Каждый вечер, ложась спать и пытаясь «увидеть» во сне мою Интуицию, я усиленно зажмуривал глаза, бился головой в подушку и мысленно твердил себе: «Я спокоен. Я удивительно спокоен».

Увы! Она мне не являлась…

«Наверно она так просто не приходит», - думал я про себя. – «Наверно она приходит только тогда, когда случается что-то необычное, опасное, как в бою».

В школе на уроках я ждал «братановского озноба» в ногах или в гузке, но и его не было.

Я спокойно выходил к доске, почти не волнуясь, писал диктанты и контрольные работы, спокойно и быстро делал домашние задания, с интересом или даже несколько отрешённо отвечал на вопросы учителей.

«Наверно это потому, что ты читаешь учебники и делаешь уроки ещё до начала учебных занятий» - сказал я сам себе своим обычным «сашкиным» голосом. Взрослый голос моего Внутреннего голоса или «Александра Сергеевича» во мне молчал…

Мне стало как-то одиноко и скучно без моего Внутреннего голоса и моей Феи красоты и страсти.

А жизнь в окружающем мире «катилась своим чередом»… В школе работали «кружки по интересам» и мы со Славкой с интересом заглядывали в каждый из них…

Литературный кружок вела учительница по русскому языку и литературе, супруга директора школы.

Это был самый посещаемый и массовый кружок. Все ученики, независимо от возраста, стремились попасть в этот кружок и на его занятиях всегда присутствовали взрослые – родители, другие учителя, какие-то работники РОНО и т.д.

Нина Андреевна, руководитель кружка, сказала, что её задача: «Расширить и углубить знания школьников, полученные на уроках литературы, развить интерес к литературе, приобщить школьников к самостоятельному литературному творчеству и исследованию литературы». Мы были с этим согласны…

С самого начала работы литературного кружка Нина Андреевна не стала читать нам длинные лекции, а начала читать выдержки из литературных произведений. Причём не длинно, а кратко, с немедленным анализом прочитанного.

Так, например, она нараспев, читала нам народные песни литературного происхождения:

Среди долины ровныя. Слова А.Ф.Мерзлякова;
Кольцо души-девицы. Слова В.А.Жуковского;
Сижу за решеткой. Слова А.С.Пушкина;
Буря мглою небо кроет. Слова А.С.Пушкина;
Ревела буря, дождь шумел. Слова К.Ф.Рылеева;
Нелюдимо наше море. Слова Н.М.Языкова;
Вот мчится тройка удалая. Слова Ф.Н.Глинки;
Славное море – священный Байкал. Слова Д.П.Давыдова;
Мой костёр в тумане светит. Слова Я.П.Полонского;
То не ветер ветку клонит. Слова С.И.Стромилова;
Не брани меня, родная. Слова А.Е.Разоренова;
Что так жадно глядишь на дорогу. Слова Н.А.Некрасова;
Меж высоких хлебов. Слова Н.А.Некрасова;
Степь да степь кругом. Слова И.З.Сурикова;
Что стоишь, качаясь. Слова И.З.Сурикова;
Когда я на почте служил ямщиком. Слова Л.Н.Трефолева.

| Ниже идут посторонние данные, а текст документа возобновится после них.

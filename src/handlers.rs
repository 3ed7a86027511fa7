//! HTTP route handlers for the tagfeed service.
//!
//! This module contains all the HTTP route handler functions that process
//! incoming requests and return appropriate responses. Handlers load the
//! bearer credential per request so a missing credential fails fast with a
//! configuration error before any provider call is made.

use axum::{
    extract::{Path, Query},
    http::StatusCode,
    response::Json,
};
use log::{error, info};
use serde::Deserialize;
use serde_json::{json, Value};

use crate::config::TwitterConfig;
use crate::error::SearchError;
use crate::twitter::{search_with_fallback, TwitterClient};

/// Query parameters accepted by the `/api/tweets` endpoint.
#[derive(Debug, Deserialize)]
pub struct TweetsParams {
    /// The hashtag to search for, without the leading `#`.
    pub hashtag: Option<String>,
    /// Result cap forwarded to the provider. Defaults to 20.
    pub max_results: Option<u32>,
}

type HandlerError = (StatusCode, Json<Value>);

fn server_error(message: &str, details: &SearchError) -> HandlerError {
    (
        StatusCode::INTERNAL_SERVER_ERROR,
        Json(json!({"error": message, "details": details.to_string()})),
    )
}

/// Loads the Twitter client for a request, mapping a missing credential to
/// a 500 with a human-readable message.
fn client_from_env() -> Result<TwitterClient, HandlerError> {
    match TwitterConfig::from_env() {
        Ok(config) => Ok(TwitterClient::new(config.bearer_token)),
        Err(e) => {
            error!("Twitter client unavailable: {}", e);
            Err((
                StatusCode::INTERNAL_SERVER_ERROR,
                Json(json!({"error": e.to_string()})),
            ))
        }
    }
}

/// Handles GET requests to the `/api/tweets` endpoint.
///
/// Searches recent tweets for a hashtag using the query fallback engine.
///
/// # Responses
///
/// - `200` with `{"tweets": [...], "query_used": "..."}` when a variant
///   matched
/// - `200` with `{"tweets": [], "message": "..."}` when every variant
///   completed without results (valid-empty, not an error)
/// - `400` when the `hashtag` parameter is missing or blank
/// - `500` when the bearer token is not configured or every variant failed
pub async fn handle_tweets(
    Query(params): Query<TweetsParams>,
) -> Result<Json<Value>, HandlerError> {
    let hashtag = match params
        .hashtag
        .as_deref()
        .map(str::trim)
        .filter(|h| !h.is_empty())
    {
        Some(h) => h.to_string(),
        None => {
            info!("Missing hashtag parameter");
            return Err((
                StatusCode::BAD_REQUEST,
                Json(json!({"error": "Hashtag parameter is required"})),
            ));
        }
    };
    let max_results = params.max_results.unwrap_or(20);

    info!(
        "Received tweet search request: hashtag={}, max_results={}",
        hashtag, max_results
    );

    let client = client_from_env()?;

    match search_with_fallback(&client, &hashtag, max_results).await {
        Ok(outcome) => match outcome.query_used {
            Some(query) => {
                info!("Successfully fetched tweets with query: {}", query);
                Ok(Json(json!({"tweets": outcome.tweets, "query_used": query})))
            }
            None => Ok(Json(
                json!({"tweets": [], "message": "No tweets found for this hashtag"}),
            )),
        },
        Err(e) => {
            error!("Error fetching tweets: {}", e);
            Err(server_error("Failed to fetch tweets from Twitter API", &e))
        }
    }
}

/// Handles GET requests to the `/api/tweets/{id}` endpoint.
///
/// Looks up a single tweet by id and returns the provider's raw payload.
/// Provider failures pass the provider's status code through.
pub async fn handle_tweet_lookup(Path(id): Path<String>) -> Result<Json<Value>, HandlerError> {
    let client = client_from_env()?;

    match client.lookup_tweet(&id).await {
        Ok(tweet) => Ok(Json(
            json!({"success": true, "tweet": tweet, "tweet_id": id}),
        )),
        Err(e) => {
            error!("Error fetching tweet {}: {}", id, e);
            let status = e
                .provider_status()
                .and_then(|s| StatusCode::from_u16(s).ok())
                .unwrap_or(StatusCode::INTERNAL_SERVER_ERROR);
            Err((
                status,
                Json(json!({"error": "Failed to fetch tweet from Twitter API", "details": e.to_string()})),
            ))
        }
    }
}

/// Handles GET requests to the `/api/rate-limit` endpoint.
///
/// Issues a lightweight probe against the search endpoint and reports the
/// quota headers as structured JSON, along with the probe's HTTP status.
pub async fn handle_rate_limit() -> Result<Json<Value>, HandlerError> {
    let client = client_from_env()?;

    match client.rate_limit_probe().await {
        Ok((quota, status)) => {
            let mut body = serde_json::to_value(&quota).unwrap_or_else(|_| json!({}));
            body["status"] = json!(status);
            Ok(Json(body))
        }
        Err(e) => {
            error!("Error checking rate limit: {}", e);
            Err(server_error("Failed to check rate limit", &e))
        }
    }
}

/// Handles GET requests to the `/health` endpoint.
///
/// Returns the current status and service name. Used by load balancers and
/// monitoring systems to verify that the service is running.
pub async fn handle_health() -> Json<Value> {
    Json(json!({"status": "healthy", "service": "tagfeed"}))
}

/// Handles GET requests to the root `/` endpoint.
///
/// Returns a short plain-text banner pointing at the search endpoint.
pub async fn handle_root() -> &'static str {
    info!("Root endpoint hit");
    "Tagfeed is running. Try GET /api/tweets?hashtag=rustlang"
}
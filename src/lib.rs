//! # Tagfeed Library
//!
//! A Rust web service library backing a hashtag tweet browser. It wraps the
//! Twitter/X API v2 recent-search endpoint with a multi-query fallback
//! strategy, normalizes the provider's relational response into flat
//! UI-ready records, and reports rate-limit quota.
//!
//! ## Features
//!
//! - Query fallback engine: ordered query variants tried until one matches
//! - Response normalization: tweet/author join, hashtag extraction,
//!   humanized relative ages
//! - Rate-limit introspection from `x-rate-limit-*` response headers
//! - HTTP API (`/api/tweets`, `/api/tweets/{id}`, `/api/rate-limit`,
//!   `/health`)
//!
//! ## Configuration
//!
//! - `TWITTER_BEARER_TOKEN`: Twitter API bearer token (required for all
//!   provider-touching endpoints)
//! - `PORT`: Server port (defaults to 3000)

pub mod config;
pub mod error;
pub mod handlers;
pub mod twitter;

// Re-export commonly used types and functions
pub use config::{get_server_port, TwitterConfig};
pub use error::SearchError;
pub use handlers::{
    handle_health, handle_rate_limit, handle_root, handle_tweet_lookup, handle_tweets,
};
pub use twitter::{
    build_query_plan, inspect, normalize, search_with_fallback, FallbackOutcome, ProcessedTweet,
    QuotaStatus, SearchBackend, TwitterClient,
};
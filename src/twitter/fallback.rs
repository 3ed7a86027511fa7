//! Query fallback engine for hashtag search.
//!
//! The recent-search endpoint often returns zero results for one query
//! formulation while a slightly different one matches, and every request
//! burns rate-limit quota. The engine tries a fixed, ordered list of query
//! variants one at a time and stops at the first that yields tweets.

use async_trait::async_trait;
use log::{info, warn};

use crate::error::SearchError;

use super::types::ProcessedTweet;

/// The search operation the fallback engine drives. Implemented by
/// [`TwitterClient`](super::TwitterClient); tests substitute a scripted
/// backend.
#[async_trait]
pub trait SearchBackend: Send + Sync {
    /// Runs one search query and returns normalized tweets.
    async fn search(
        &self,
        query: &str,
        max_results: u32,
    ) -> Result<Vec<ProcessedTweet>, SearchError>;
}

/// Result of a fallback search.
#[derive(Debug, Clone, PartialEq, Eq)]
pub struct FallbackOutcome {
    /// The tweets from the first variant that matched, or empty.
    pub tweets: Vec<ProcessedTweet>,
    /// The query variant that produced the tweets. `None` means every
    /// variant completed without matching anything — a valid outcome,
    /// distinct from failure.
    pub query_used: Option<String>,
}

/// Builds the ordered list of query variants to attempt for a hashtag.
///
/// Earlier entries are strictly preferred; the engine never merges results
/// across variants. The caller guarantees `hashtag` is non-empty — an empty
/// tag would simply produce malformed filter terms for the provider.
pub fn build_query_plan(hashtag: &str) -> Vec<String> {
    vec![
        format!("#{hashtag} -is:retweet"),
        format!("#{hashtag}"),
        format!("{hashtag} -is:retweet"),
        format!("#{hashtag} -is:retweet lang:ja"),
        format!("#{hashtag} -is:retweet lang:en"),
    ]
}

/// Searches for tweets matching a hashtag, trying query variants in order
/// until one yields results.
///
/// Variants are attempted strictly sequentially — concurrent attempts would
/// burn quota without improving latency to the first hit. A variant that
/// fails (transport or provider error) is logged and skipped, with no retry
/// of that variant; moving on to the next variant is the retry mechanism.
/// The first variant returning one or more tweets short-circuits the loop.
///
/// If every variant completes with zero results, the outcome is an empty
/// tweet list with no `query_used` marker — absence of matching content is
/// not an error. If every variant fails without a single successful call,
/// the last error propagates instead, so a transport outage is never
/// silently reported as "no tweets".
pub async fn search_with_fallback<B>(
    backend: &B,
    hashtag: &str,
    max_results: u32,
) -> Result<FallbackOutcome, SearchError>
where
    B: SearchBackend + ?Sized,
{
    let plan = build_query_plan(hashtag);
    info!(
        "Trying {} query variations for hashtag: {}",
        plan.len(),
        hashtag
    );

    let mut any_succeeded = false;
    let mut last_error: Option<SearchError> = None;

    for query in plan {
        info!("Searching for tweets with query: {}", query);
        match backend.search(&query, max_results).await {
            Ok(tweets) if !tweets.is_empty() => {
                info!(
                    "Query '{}' matched {} tweets, stopping fallback",
                    query,
                    tweets.len()
                );
                return Ok(FallbackOutcome {
                    tweets,
                    query_used: Some(query),
                });
            }
            Ok(_) => {
                info!("Query '{}' returned no tweets, trying next variant", query);
                any_succeeded = true;
            }
            Err(e) => {
                warn!("Query '{}' failed: {}", query, e);
                last_error = Some(e);
            }
        }
    }

    match last_error {
        Some(e) if !any_succeeded => Err(e),
        _ => {
            info!("No tweets found with any query variation for: {}", hashtag);
            Ok(FallbackOutcome {
                tweets: Vec::new(),
                query_used: None,
            })
        }
    }
}
//! Twitter/X API integration module.
//!
//! This module contains the query-fallback search core: raw payload types,
//! response normalization, the fallback engine, rate-limit introspection and
//! the HTTP client facade that ties them to the provider.

mod client;
mod fallback;
mod normalize;
mod rate_limit;
mod types;

// Re-export public API
pub use client::{TwitterClient, TWITTER_API_BASE};
pub use fallback::{build_query_plan, search_with_fallback, FallbackOutcome, SearchBackend};
pub use normalize::{humanize_age, normalize};
pub use rate_limit::{inspect, QuotaStatus};
pub use types::{
    Entities, HashtagEntity, Includes, Meta, ProcessedTweet, PublicMetrics, SearchResponse, Tweet,
    User,
};

// Crate-internal re-exports (used by tests)
#[allow(unused_imports)]
pub(crate) use normalize::normalize_at;
#[allow(unused_imports)]
pub(crate) use rate_limit::inspect_at;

Мы все, открыв от изумления рты, слушали и смотрели, как читает-поёт Нина Андреевна эти всем известные народные песни, у которых, оказывается, есть свои авторы, как, оказывается, они красивы и какая, оказывается, у них своя история возникновения и написания.

Вернувшись домой после первых занятий в литературном кружке, я за ужином взахлёб рассказывал-пересказывал всё, что увидел-услышал на занятиях и «заразил» папу и маму своим настроением-изумлением и они обещали мне тоже прийти на наши занятия в кружок.

Правда они сначала стеснялись, но я только теперь вспомнил, что на занятии присутствовала взрослая незнакомая женщина, которая молча и безучастно просидела на задних партах всё время занятий в литературном кружке и также молча и незаметно ушла.

Я горячо убеждал папу и маму последовать её примеру и прийти к нам на занятия, чтобы «послушать-насладиться искусством, с которым Нина Андреевна читает-поёт стихи и песни».

На следующем вечернем занятии, с присутствием моего папы и той странной незнакомой женщины, Нина Андреевна также красиво и здорово читала нараспев песни революции и гражданской воны:

Смело, товарищи, в ногу. Слова Л.П.Радина;
Вихри враждебные веют над нами. (Варшавянка). Слова Г.М.Кржижановского;
Мы – кузнецы и дух наш молод. Слова Ф.Шкулева;
С неба полуденного жара не подступи. Слова Н.Асеева;
Мы – красные кавалеристы и про нас. Слова А.Д.Актиля;
Ты, моряк, красивый сам собою. Слова В.С.Межевича;
Там, вдали за рекой. Слова Н.М.Кооля.

Опять исполнение песен Ниной Андреевной произвело ошеломляющее впечатление, а её рассказ об авторах слов этих песен был захватывающе интересен. Папе особенно понравилось исполнение песни «Мы – кавалеристы», потому что он во время Великой Отечественной войны был кавалеристом.

Папа всю дорогу домой удивлялся, что он, оказывается, ничего не знал о том, кто и как сочинял слова этих песен, он, как и я, как мама и многие другие, думал, что эти песни народные, рождены «стихией революции и Гражданской войны».

Во время занятия в литературном кружке я часто оборачивался к папе, поэтому невольно замечал эту странную молчаливую красивую женщину, которая сидела рядом с ним за тесной школьной партой и внимательно слушала всё, что происходило в нашем кружке.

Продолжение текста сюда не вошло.